BEGIN Given records

//! Error types for JSON parsing.

use std::fmt;
use std::io;
use thiserror::Error;

/// Result type for JSON parsing operations.
pub type Result<T> = std::result::Result<T, ParseError>;

/// Where an error was detected.
///
/// Lines and columns are 1-based and count Unicode scalar values. The
/// filename is only present when the caller supplied one through
/// [`ParseOptions`](crate::ParseOptions).
#[derive(Clone, Debug, PartialEq, Eq)]
pub struct Location {
    pub line: usize,
    pub column: usize,
    pub filename: Option<String>,
}

impl Location {
    /// Create a location without a filename.
    pub fn new(line: usize, column: usize) -> Self {
        Self {
            line,
            column,
            filename: None,
        }
    }
}

impl fmt::Display for Location {
    fn fmt(&self, f: &mut fmt::Formatter<'_>) -> fmt::Result {
        match &self.filename {
            Some(name) => write!(f, "at {}:{} of <{}>", self.line, self.column, name),
            None => write!(f, "at {}:{}", self.line, self.column),
        }
    }
}

/// Error type for JSON parsing.
///
/// Lexical and structural failures share the `Unexpected` and `EndOfInput`
/// variants: both name the grammar element being parsed and what was
/// expected there.
#[derive(Error, Debug)]
pub enum ParseError {
    /// A concrete character or token that does not fit the grammar.
    #[error("Error while parsing '{element}', expecting {expected}, got {found} {location}")]
    Unexpected {
        element: &'static str,
        expected: String,
        found: String,
        location: Location,
    },

    /// The input ended in the middle of a construct.
    #[error("End of file found while parsing '{element}', expecting {expected} {location}")]
    EndOfInput {
        element: &'static str,
        expected: String,
        location: Location,
    },

    /// Arrays and objects nested deeper than the configured limit.
    #[error("Nesting depth exceeds limit of {limit} {location}")]
    TooDeep { limit: usize, location: Location },

    /// A decimal whose exponent cannot be represented.
    #[error("Number out of range: {lexeme} {location}")]
    NumberOutOfRange { lexeme: String, location: Location },

    /// The byte source did not contain valid UTF-8.
    #[error("Invalid UTF-8 in input {location}")]
    InvalidUtf8 { location: Location },

    /// Reading from the underlying source failed.
    #[error("I/O error while reading input: {0}")]
    Io(#[from] io::Error),
}

impl ParseError {
    /// The position the error was detected at, if it has one.
    pub fn location(&self) -> Option<&Location> {
        match self {
            ParseError::Unexpected { location, .. }
            | ParseError::EndOfInput { location, .. }
            | ParseError::TooDeep { location, .. }
            | ParseError::NumberOutOfRange { location, .. }
            | ParseError::InvalidUtf8 { location } => Some(location),
            ParseError::Io(_) => None,
        }
    }

    /// Attach the input's name to the error location.
    pub fn with_filename(mut self, filename: Option<&str>) -> Self {
        if let Some(location) = self.location_mut() {
            location.filename = filename.map(String::from);
        }
        self
    }

    fn location_mut(&mut self) -> Option<&mut Location> {
        match self {
            ParseError::Unexpected { location, .. }
            | ParseError::EndOfInput { location, .. }
            | ParseError::TooDeep { location, .. }
            | ParseError::NumberOutOfRange { location, .. }
            | ParseError::InvalidUtf8 { location } => Some(location),
            ParseError::Io(_) => None,
        }
    }
}

/// Render a character for an error message, escaping control characters.
/// A double quote needs no escape inside the single quotes.
pub(crate) fn describe_char(ch: char) -> String {
    match ch {
        '"' => "'\"'".to_string(),
        c => format!("'{}'", c.escape_debug()),
    }
}
//! Value Parser
//!
//! Recursive descent over the scanner's tokens, one function per grammar
//! production. Tokens are pulled only when needed; the single token held by
//! each function is the only lookahead.

use num_bigint::BigInt;
use std::collections::HashMap;
use std::io::Read;
use tracing::debug;

use crate::decimal::BigDecimal;
use crate::error::{ParseError, Result};
use crate::options::ParseOptions;
use crate::scanner::Scanner;
use crate::source::{CharSource, ReaderSource, StrSource};
use crate::token::{Token, TokenKind};
use crate::value::Value;

/// Parses one JSON document into a [`Value`].
///
/// # Example
///
/// ```
/// use libjson::Parser;
///
/// let value = Parser::new("[{}, {}]").parse().unwrap();
/// assert_eq!(value.as_array().map(Vec::len), Some(2));
/// ```
pub struct Parser<S> {
    scanner: Scanner<S>,
    options: ParseOptions,
    depth: usize,
}

impl<'a> Parser<StrSource<'a>> {
    /// Parser over an in-memory string.
    pub fn new(json: &'a str) -> Self {
        Self::from_source(StrSource::new(json))
    }
}

impl<R: Read> Parser<ReaderSource<R>> {
    /// Parser over UTF-8 bytes from a reader.
    pub fn from_reader(reader: R) -> Self {
        Self::from_source(ReaderSource::new(reader))
    }
}
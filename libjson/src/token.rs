//! Tokens produced by the scanner.

use std::fmt;

/// Token type in the scanner output.
#[derive(Debug, Clone, Copy, PartialEq, Eq, Hash)]
pub enum TokenKind {
    /// End of input.
    Eof,
    /// `[`
    StartList,
    /// `]`
    EndList,
    /// `{`
    StartMap,
    /// `}`
    EndMap,
    /// `,`
    Comma,
    /// `:`
    Colon,
    /// String literal; the text is already unescaped.
    String,
    /// Number with a fraction or exponent.
    Double,
    /// Number without a fraction or exponent.
    Integer,
    /// `false`
    False,
    /// `true`
    True,
    /// `null`
    Null,
}

impl fmt::Display for TokenKind {
    fn fmt(&self, f: &mut fmt::Formatter<'_>) -> fmt::Result {
        let name = match self {
            TokenKind::Eof => "end of input",
            TokenKind::StartList => "'['",
            TokenKind::EndList => "']'",
            TokenKind::StartMap => "'{'",
            TokenKind::EndMap => "'}'",
            TokenKind::Comma => "','",
            TokenKind::Colon => "':'",
            TokenKind::String => "string",
            TokenKind::Double => "double",
            TokenKind::Integer => "integer",
            TokenKind::False => "false",
            TokenKind::True => "true",
            TokenKind::Null => "null",
        };
        f.write_str(name)
    }
}

/// A single token.
///
/// Only string and number tokens carry text. Every other token is one of the
/// associated constants, so markers can be compared with `==` directly.
#[derive(Debug, Clone, PartialEq, Eq)]
pub struct Token {
    kind: TokenKind,
    text: Option<String>,
}

impl Token {
    pub const EOF: Token = Token::marker(TokenKind::Eof);
    pub const START_LIST: Token = Token::marker(TokenKind::StartList);
    pub const END_LIST: Token = Token::marker(TokenKind::EndList);
    pub const START_MAP: Token = Token::marker(TokenKind::StartMap);
    pub const END_MAP: Token = Token::marker(TokenKind::EndMap);
    pub const COMMA: Token = Token::marker(TokenKind::Comma);
    pub const COLON: Token = Token::marker(TokenKind::Colon);
    pub const FALSE: Token = Token::marker(TokenKind::False);
    pub const TRUE: Token = Token::marker(TokenKind::True);
    pub const NULL: Token = Token::marker(TokenKind::Null);

    const fn marker(kind: TokenKind) -> Self {
        Self { kind, text: None }
    }

    pub(crate) fn with_text(kind: TokenKind, text: String) -> Self {
        Self {
            kind,
            text: Some(text),
        }
    }

    pub fn kind(&self) -> TokenKind {
        self.kind
    }

    /// The unescaped string, or the number lexeme exactly as written (with the
    /// exponent marker lower-cased).
    pub fn text(&self) -> Option<&str> {
        self.text.as_deref()
    }

    pub fn into_text(self) -> Option<String> {
        self.text
    }
}

impl fmt::Display for Token {
    fn fmt(&self, f: &mut fmt::Formatter<'_>) -> fmt::Result {
        match (&self.kind, &self.text) {
            (TokenKind::String, Some(text)) => write!(f, "string {:?}", text),
            (kind, Some(text)) => write!(f, "{} {}", kind, text),
            (kind, None) => write!(f, "{}", kind),
        }
    }
}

END Given records

What to produce:
Each line of the listing is to be reproduced verbatim.

Exercise response:
//! Error types for JSON parsing.

use std::fmt;
use std::io;
use thiserror::Error;

/// Result type for JSON parsing operations.
pub type Result<T> = std::result::Result<T, ParseError>;

/// Where an error was detected.
///
/// Lines and columns are 1-based and count Unicode scalar values. The
/// filename is only present when the caller supplied one through
/// [`ParseOptions`](crate::ParseOptions).
#[derive(Clone, Debug, PartialEq, Eq)]
pub struct Location {
    pub line: usize,
    pub column: usize,
    pub filename: Option<String>,
}

impl Location {
    /// Create a location without a filename.
    pub fn new(line: usize, column: usize) -> Self {
        Self {
            line,
            column,
            filename: None,
        }
    }
}

impl fmt::Display for Location {
    fn fmt(&self, f: &mut fmt::Formatter<'_>) -> fmt::Result {
        match &self.filename {
            Some(name) => write!(f, "at {}:{} of <{}>", self.line, self.column, name),
            None => write!(f, "at {}:{}", self.line, self.column),
        }
    }
}

/// Error type for JSON parsing.
///
/// Lexical and structural failures share the `Unexpected` and `EndOfInput`
/// variants: both name the grammar element being parsed and what was
/// expected there.
#[derive(Error, Debug)]
pub enum ParseError {
    /// A concrete character or token that does not fit the grammar.
    #[error("Error while parsing '{element}', expecting {expected}, got {found} {location}")]
    Unexpected {
        element: &'static str,
        expected: String,
        found: String,
        location: Location,
    },

    /// The input ended in the middle of a construct.
    #[error("End of file found while parsing '{element}', expecting {expected} {location}")]
    EndOfInput {
        element: &'static str,
        expected: String,
        location: Location,
    },

    /// Arrays and objects nested deeper than the configured limit.
    #[error("Nesting depth exceeds limit of {limit} {location}")]
    TooDeep { limit: usize, location: Location },

    /// A decimal whose exponent cannot be represented.
    #[error("Number out of range: {lexeme} {location}")]
    NumberOutOfRange { lexeme: String, location: Location },

    /// The byte source did not contain valid UTF-8.
    #[error("Invalid UTF-8 in input {location}")]
    InvalidUtf8 { location: Location },

    /// Reading from the underlying source failed.
    #[error("I/O error while reading input: {0}")]
    Io(#[from] io::Error),
}

impl ParseError {
    /// The position the error was detected at, if it has one.
    pub fn location(&self) -> Option<&Location> {
        match self {
            ParseError::Unexpected { location, .. }
            | ParseError::EndOfInput { location, .. }
            | ParseError::TooDeep { location, .. }
            | ParseError::NumberOutOfRange { location, .. }
            | ParseError::InvalidUtf8 { location } => Some(location),
            ParseError::Io(_) => None,
        }
    }

    /// Attach the input's name to the error location.
    pub fn with_filename(mut self, filename: Option<&str>) -> Self {
        if let Some(location) = self.location_mut() {
            location.filename = filename.map(String::from);
        }
        self
    }

    fn location_mut(&mut self) -> Option<&mut Location> {
        match self {
            ParseError::Unexpected { location, .. }
            | ParseError::EndOfInput { location, .. }
            | ParseError::TooDeep { location, .. }
            | ParseError::NumberOutOfRange { location, .. }
            | ParseError::InvalidUtf8 { location } => Some(location),
            ParseError::Io(_) => None,
        }
    }
}

/// Render a character for an error message, escaping control characters.
/// A double quote needs no escape inside the single quotes.
pub(crate) fn describe_char(ch: char) -> String {
    match ch {
        '"' => "'\"'".to_string(),
        c => format!("'{}'", c.escape_debug()),
    }
}
//! Value Parser
//!
//! Recursive descent over the scanner's tokens, one function per grammar
//! production. Tokens are pulled only when needed; the single token held by
//! each function is the only lookahead.

use num_bigint::BigInt;
use std::collections::HashMap;
use std::io::Read;
use tracing::debug;

use crate::decimal::BigDecimal;
use crate::error::{ParseError, Result};
use crate::options::ParseOptions;
use crate::scanner::Scanner;
use crate::source::{CharSource, ReaderSource, StrSource};
use crate::token::{Token, TokenKind};
use crate::value::Value;

/// Parses one JSON document into a [`Value`].
///
/// # Example
///
/// ```
/// use libjson::Parser;
///
/// let value = Parser::new("[{}, {}]").parse().unwrap();
/// assert_eq!(value.as_array().map(Vec::len), Some(2));
/// ```
pub struct Parser<S> {
    scanner: Scanner<S>,
    options: ParseOptions,
    depth: usize,
}

impl<'a> Parser<StrSource<'a>> {
    /// Parser over an in-memory string.
    pub fn new(json: &'a str) -> Self {
        Self::from_source(StrSource::new(json))
    }
}

impl<R: Read> Parser<ReaderSource<R>> {
    /// Parser over UTF-8 bytes from a reader.
    pub fn from_reader(reader: R) -> Self {
        Self::from_source(ReaderSource::new(reader))
    }
}
filename libjson/src/token.rs
//! Tokens produced by the scanner.

use std::fmt;

/// Token type in the scanner output.
#[derive(Debug, Clone, Copy, PartialEq, Eq, Hash)]
pub enum TokenKind {
    /// End of input.
    Eof,
    /// `[`
    StartList,
    /// `]`
    EndList,
    /// `{`
    StartMap,
    /// `}`
    EndMap,
    /// `,`
    Comma,
    /// `:`
    Colon,
    /// String literal; the text is already unescaped.
    String,
    /// Number with a fraction or exponent.
    Double,
    /// Number without a fraction or exponent.
    Integer,
    /// `false`
    False,
    /// `true`
    True,
    /// `null`
    Null,
}

impl fmt::Display for TokenKind {
    fn fmt(&self, f: &mut fmt::Formatter<'_>) -> fmt::Result {
        let name = match self {
            TokenKind::Eof => "end of input",
            TokenKind::StartList => "'['",
            TokenKind::EndList => "']'",
            TokenKind::StartMap => "'{'",
            TokenKind::EndMap => "'}'",
            TokenKind::Comma => "','",
            TokenKind::Colon => "':'",
            TokenKind::String => "string",
            TokenKind::Double => "double",
            TokenKind::Integer => "integer",
            TokenKind::False => "false",
            TokenKind::True => "true",
            TokenKind::Null => "null",
        };
        f.write_str(name)
    }
}

/// A single token.
///
/// Only string and number tokens carry text. Every other token is one of the
/// associated constants, so markers can be compared with `==` directly.
#[derive(Debug, Clone, PartialEq, Eq)]
pub struct Token {
    kind: TokenKind,
    text: Option<String>,
}

impl Token {
    pub const EOF: Token = Token::marker(TokenKind::Eof);
    pub const START_LIST: Token = Token::marker(TokenKind::StartList);
    pub const END_LIST: Token = Token::marker(TokenKind::EndList);
    pub const START_MAP: Token = Token::marker(TokenKind::StartMap);
    pub const END_MAP: Token = Token::marker(TokenKind::EndMap);
    pub const COMMA: Token = Token::marker(TokenKind::Comma);
    pub const COLON: Token = Token::marker(TokenKind::Colon);
    pub const FALSE: Token = Token::marker(TokenKind::False);
    pub const TRUE: Token = Token::marker(TokenKind::True);
    pub const NULL: Token = Token::marker(TokenKind::Null);

    const fn marker(kind: TokenKind) -> Self {
        Self { kind, text: None }
    }

    pub(crate) fn with_text(kind: TokenKind, text: String) -> Self {
        Self {
            kind,
            text: Some(text),
        }
    }

    pub fn kind(&self) -> TokenKind {
        self.kind
    }

    /// The unescaped string, or the number lexeme exactly as written (with the
    /// exponent marker lower-cased).
    pub fn text(&self) -> Option<&str> {
        self.text.as_deref()
    }

    pub fn into_text(self) -> Option<String> {
        self.text
    }
}

impl fmt::Display for Token {
    fn fmt(&self, f: &mut fmt::Formatter<'_>) -> fmt::Result {
        match (&self.kind, &self.text) {
            (TokenKind::String, Some(text)) => write!(f, "string {:?}", text),
            (kind, Some(text)) => write!(f, "{} {}", kind, text),
            (kind, None) => write!(f, "{}", kind),
        }
    }
}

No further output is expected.